What the task requires: Copy each line containing the word "runtime" from the records that follow, please.

= Beginning of Section =

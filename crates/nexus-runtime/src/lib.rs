//! # nexus-runtime
//!
//! The broker process core. [`Broker`] builds every component from one
//! [`NexusConfig`](nexus_config::NexusConfig), shares them by `Arc`, and
//! drives their time-based work:
//!
//! ```text
//!   liveness      registry sweep → purge caches → evict stale pushes
//!   approvals     expired approvals settled by timeout policy
//!   audit-flush   persist new entries, compact memory
//!   audit-verify  re-walk the chain; halt on tamper
//!   housekeeping  rate windows, snapshot retention, settled actions, locks
//! ```

pub mod broker;

pub use broker::{Broker, HousekeepingReport};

= End of Section =

Response to the exercise:
filename crates/nexus-runtime/src/lib.rs
//! # nexus-runtime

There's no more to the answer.